# Winter sites in France



## mygalnme (Jul 12, 2009)

We are travelling through France to Limoges for New Year and wondered if anybody knows of sites between Rouen and Le mans open all year? 
Thanks in advance, Margaret


----------



## StephandJohn (Sep 3, 2007)

When we went through France nin the winter a couple of years ago we used Camping and Caravans Freedom brochure. Also Acsi and camping cheques brochures will tell you who'se open.


----------



## MikeCo (Jan 26, 2008)

There is a site in the area that we have used in February when travelling down to Spain and is around 240 mile from Calais.
The site is Forest View at Remelard and is owned by an english couple. We have not found anymore in the area that are open.

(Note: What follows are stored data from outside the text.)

use std::sync::Arc;

use crate::config::DatabaseConfig;
use crate::errors::Result;

pub mod backend;
pub mod models;

pub use backend::{
    AnalyticsField, FieldCountRow, PeriodCounts, SeaOrmStorage, TimeWindow, UserAgentCountRow,
};
pub use models::AliasRecord;

pub struct StorageFactory;

impl StorageFactory {
    pub async fn create(config: &DatabaseConfig) -> Result<Arc<SeaOrmStorage>> {
        let backend_type = backend::infer_backend_from_url(&config.database_url)?;
        let storage = SeaOrmStorage::new(&config.database_url, &backend_type, config).await?;
        Ok(Arc::new(storage))
    }
}
//! AliasService tests
//!
//! Creation and cache-aside resolution against a temporary SQLite store.

use std::collections::HashMap;
use std::sync::Arc;

use async_trait::async_trait;
use chrono::{Duration, Utc};
use linkmeter::cache::{AliasCache, CacheLookup, decode_entry};
use linkmeter::config::DatabaseConfig;
use linkmeter::errors::LinkmeterError;
use linkmeter::services::{AliasService, CreateAliasRequest};
use linkmeter::storage::{AliasRecord, SeaOrmStorage, StorageFactory};
use linkmeter::utils::CODE_ALPHABET;
use tempfile::TempDir;
use tokio::sync::RwLock;

// =============================================================================
// Test Setup
// =============================================================================

/// In-memory cache holding serialized payloads, like a remote cache would
struct MockCache {
    data: RwLock<HashMap<String, String>>,
}

impl MockCache {
    fn new() -> Self {
        Self {
            data: RwLock::new(HashMap::new()),
        }
    }

    async fn contains(&self, code: &str) -> bool {
        self.data.read().await.contains_key(code)
    }

    async fn len(&self) -> usize {
        self.data.read().await.len()
    }

    async fn put_raw(&self, code: &str, payload: &str) {
        self.data
            .write()
            .await
            .insert(code.to_string(), payload.to_string());
    }
}

#[async_trait]
impl AliasCache for MockCache {
    async fn get(&self, code: &str) -> CacheLookup {
        match self.data.read().await.get(code) {
            Some(payload) => decode_entry(code, payload),
            None => CacheLookup::Miss,
        }
    }

    async fn insert(&self, record: &AliasRecord) {
        let payload = serde_json::to_string(record).unwrap();
        self.put_raw(&record.code, &payload).await;
    }

    fn name(&self) -> &'static str {
        "mock"
    }
}

async fn create_temp_storage() -> (Arc<SeaOrmStorage>, TempDir) {
    let temp_dir = TempDir::new().expect("Failed to create temp dir");
    let db_path = temp_dir.path().join("aliases.db");
    let config = DatabaseConfig {
        database_url: format!("sqlite://{}?mode=rwc", db_path.display()),
        ..Default::default()
    };

    let storage = StorageFactory::create(&config)
        .await
        .expect("Failed to create storage");
    (storage, temp_dir)
}

async fn setup() -> (AliasService, Arc<SeaOrmStorage>, Arc<MockCache>, TempDir) {
    let (storage, temp_dir) = create_temp_storage().await;
    let cache = Arc::new(MockCache::new());
    let service = AliasService::new(
        storage.clone(),
        cache.clone(),
        "https://lm.example/",
        6,
        5,
    );
    (service, storage, cache, temp_dir)
}

fn request(url: &str) -> CreateAliasRequest {
    CreateAliasRequest {
        url: url.to_string(),
        custom_alias: None,
        expires_at: None,
    }
}

fn stored_record(code: &str, expires_in: Option<Duration>) -> AliasRecord {
    let now = Utc::now();
    AliasRecord {
        code: code.to_string(),
        target: format!("https://example.com/{}", code),
        custom_alias: None,
        created_at: now - Duration::days(2),
        expires_at: expires_in.map(|d| now + d),
    }
}

// =============================================================================
// Create
// =============================================================================

#[tokio::test]
async fn test_create_generated_code() {
    let (service, storage, cache, _temp_dir) = setup().await;

    let created = service
        .create(request("https://example.com/some/long/path"))
        .await
        .unwrap();

    assert_eq!(created.code.len(), 6);
    assert!(created.code.bytes().all(|b| CODE_ALPHABET.contains(&b)));
    assert_eq!(created.target, "https://example.com/some/long/path");
    assert_eq!(
        created.short_url,
        format!("https://lm.example/v1/s/{}", created.code)
    );
    assert!(created.expires_at.is_none());

    // Written to both the store and the cache
    assert!(storage.alias_exists(&created.code).await.unwrap());
    assert!(cache.contains(&created.code).await);
}

#[tokio::test]
async fn test_create_then_resolve() {
    let (service, _storage, _cache, _temp_dir) = setup().await;

    let created = service
        .create(request("https://example.com/target"))
        .await
        .unwrap();
    let resolved = service.resolve(&created.code).await.unwrap();

    assert_eq!(resolved.code, created.code);
    assert_eq!(resolved.target, "https://example.com/target");
}

#[tokio::test]
async fn test_duplicate_custom_alias_conflicts() {
    let (service, _storage, _cache, _temp_dir) = setup().await;

    let mut first = request("https://example.com/first");
    first.custom_alias = Some("promo2024".to_string());
    service.create(first).await.unwrap();

    let mut second = request("https://example.com/second");
    second.custom_alias = Some("promo2024".to_string());
    let result = service.create(second).await;
    assert!(matches!(result, Err(LinkmeterError::Conflict(_))));

    // The first alias is untouched
    let resolved = service.resolve("promo2024").await.unwrap();
    assert_eq!(resolved.target, "https://example.com/first");
}

#[tokio::test]
async fn test_empty_custom_alias_generates_code() {
    let (service, _storage, _cache, _temp_dir) = setup().await;

    let mut req = request("https://example.com");
    req.custom_alias = Some(String::new());
    let created = service.create(req).await.unwrap();

    assert_eq!(created.code.len(), 6);
}

#[tokio::test]
async fn test_create_rejects_invalid_input() {
    let (service, storage, cache, _temp_dir) = setup().await;

    for bad_url in ["", "not a url", "ftp://example.com/file", "javascript:alert(1)"] {
        let result = service.create(request(bad_url)).await;
        assert!(
            matches!(result, Err(LinkmeterError::Validation(_))),
            "expected validation error for {:?}",
            bad_url
        );
    }

    let too_long = "x".repeat(31);
    for bad_code in ["ab", "has space", "dash-code", too_long.as_str()] {
        let mut req = request("https://example.com");
        req.custom_alias = Some(bad_code.to_string());
        let result = service.create(req).await;
        assert!(
            matches!(result, Err(LinkmeterError::Validation(_))),
            "expected validation error for {:?}",
            bad_code
        );
        assert!(!storage.alias_exists(bad_code).await.unwrap());
    }

    let mut past = request("https://example.com");
    past.expires_at = Some(Utc::now() - Duration::minutes(1));
    assert!(matches!(
        service.create(past).await,
        Err(LinkmeterError::Validation(_))
    ));

    assert_eq!(cache.len().await, 0);
}

#[tokio::test]
async fn test_generated_code_exhaustion_is_internal_error() {
    let (storage, _temp_dir) = create_temp_storage().await;
    let cache = Arc::new(MockCache::new());
    // One-character codes: occupy the whole space so every draw collides
    let service = AliasService::new(storage.clone(), cache, "https://lm.example", 1, 5);

    for &b in CODE_ALPHABET.iter() {
        let code = (b as char).to_string();
        storage
            .insert_alias(&stored_record(&code, None))
            .await
            .unwrap();
    }

    let result = service.create(request("https://example.com")).await;
    assert!(matches!(result, Err(LinkmeterError::Internal(_))));
}

#[tokio::test]
async fn test_insert_alias_conflict_from_store() {
    let (_service, storage, _cache, _temp_dir) = setup().await;

    storage
        .insert_alias(&stored_record("taken", None))
        .await
        .unwrap();
    let result = storage.insert_alias(&stored_record("taken", None)).await;
    assert!(matches!(result, Err(LinkmeterError::Conflict(_))));
}

// =============================================================================
// Resolve
// =============================================================================

#[tokio::test]
async fn test_resolve_unknown_code() {
    let (service, _storage, _cache, _temp_dir) = setup().await;

    let result = service.resolve("nope42").await;
    assert!(matches!(result, Err(LinkmeterError::NotFound(_))));
}

#[tokio::test]
async fn test_store_fallback_does_not_populate_cache() {
    let (service, storage, cache, _temp_dir) = setup().await;

    storage
        .insert_alias(&stored_record("direct", None))
        .await
        .unwrap();

    let resolved = service.resolve("direct").await.unwrap();
    assert_eq!(resolved.target, "https://example.com/direct");
    assert!(!cache.contains("direct").await);

    // A second resolution still goes to the store
    service.resolve("direct").await.unwrap();
    assert_eq!(cache.len().await, 0);
}

#[tokio::test]
async fn test_cache_hit_is_served_without_store() {
    let (service, storage, cache, _temp_dir) = setup().await;

    // Present only in the cache
    cache.insert(&stored_record("cached", None)).await;
    assert!(!storage.alias_exists("cached").await.unwrap());

    let resolved = service.resolve("cached").await.unwrap();
    assert_eq!(resolved.target, "https://example.com/cached");
}

#[tokio::test]
async fn test_undecodable_cache_entry_falls_back_to_store() {
    let (service, storage, cache, _temp_dir) = setup().await;

    storage
        .insert_alias(&stored_record("garbled", None))
        .await
        .unwrap();
    cache.put_raw("garbled", "not json").await;

    let resolved = service.resolve("garbled").await.unwrap();
    assert_eq!(resolved.target, "https://example.com/garbled");

    cache
        .put_raw("clipped", r#"{"code":"clipped","target":"https://a"#)
        .await;
    let result = service.resolve("clipped").await;
    assert!(matches!(result, Err(LinkmeterError::NotFound(_))));
}

#[tokio::test]
async fn test_expired_alias_with_stale_cache_entry() {
    let (service, storage, cache, _temp_dir) = setup().await;

    let record = stored_record("gone", Some(-Duration::hours(1)));
    storage.insert_alias(&record).await.unwrap();
    cache.insert(&record).await;

    let result = service.resolve("gone").await;
    assert!(matches!(result, Err(LinkmeterError::NotFound(_))));

    // Stale entries are left for the cache's own TTL to evict
    assert!(cache.contains("gone").await);
}

#[tokio::test]
async fn test_expired_alias_in_store_only() {
    let (service, storage, _cache, _temp_dir) = setup().await;

    storage
        .insert_alias(&stored_record("old", Some(-Duration::minutes(5))))
        .await
        .unwrap();

    let result = service.resolve("old").await;
    assert!(matches!(result, Err(LinkmeterError::NotFound(_))));
}

#[tokio::test]
async fn test_alias_expires_over_time() {
    let (service, _storage, cache, _temp_dir) = setup().await;

    let mut req = request("https://example.com/soon");
    req.expires_at = Some(Utc::now() + Duration::minutes(10));
    let created = service.create(req).await.unwrap();
    assert!(cache.contains(&created.code).await);

    let now = Utc::now();
    assert!(service.resolve_at(&created.code, now).await.is_ok());

    let later = now + Duration::hours(1);
    let result = service.resolve_at(&created.code, later).await;
    assert!(matches!(result, Err(LinkmeterError::NotFound(_))));
}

If you need the telephone number then please pm me and I will dig it out for you.

Mike


----------



## mygalnme (Jul 12, 2009)

Thanks Mike have made a note and will look it up tomorrow,

Thanks Steph have got ACSI just wondered if anybody knew of any as well.
Margaret


----------



## MikeCo (Jan 26, 2008)

mygalnme said:


> Thanks Mike have made a note and will look it up tomorrow,
> 
> Thanks Steph have got ACSI just wondered if anybody knew of any as well.
> Margaret


I think that you will find out that there are no ASCI or Camping Cheque sites open anywhere in that area.

Mike


----------



## clive1821 (Mar 27, 2010)

Well its a bit to far south for you but try this one, http://www.eurocampings.co.uk/en/eu...campsite-municipal-les-vieux-ch%EAnes-112343/

We were there over christmas last year


----------



## gaspode (May 9, 2005)

Hi Margaret

I think you'll need to use aires rather than campsites at that time of year, look on the campsite database map, there are a couple of possibles - especially if you head for Chartres rather than Le Mans from Rouen. I don't know if you're familiar with the roads there but to get to Limoges from Rouen, by far the best way is via the N154 to Chartres, then cut across to the A10 via Orleans to Vierzon, then take the A20, straight to Limoges. Toll-free dual carriageway or motorway for virtually all the way and a much quicker route than going via Le Mans in my experience.

CAMPSITE MAP HERE


----------



## DocHoliday (Jul 18, 2008)

I recently stayed at a free aire at Fresnay sur Sarthe, which is just north of Le Mans. Very quiet aire (if you park away from the bottle bank!) and a nice little town.


----------



## 04HBG (Dec 9, 2007)

Gaspodes route via Chartes and vierzon is the best route in my opinion with a good aire just outside Vierzon at Merry Ser Cher, it is handy for the motorway to Limoges.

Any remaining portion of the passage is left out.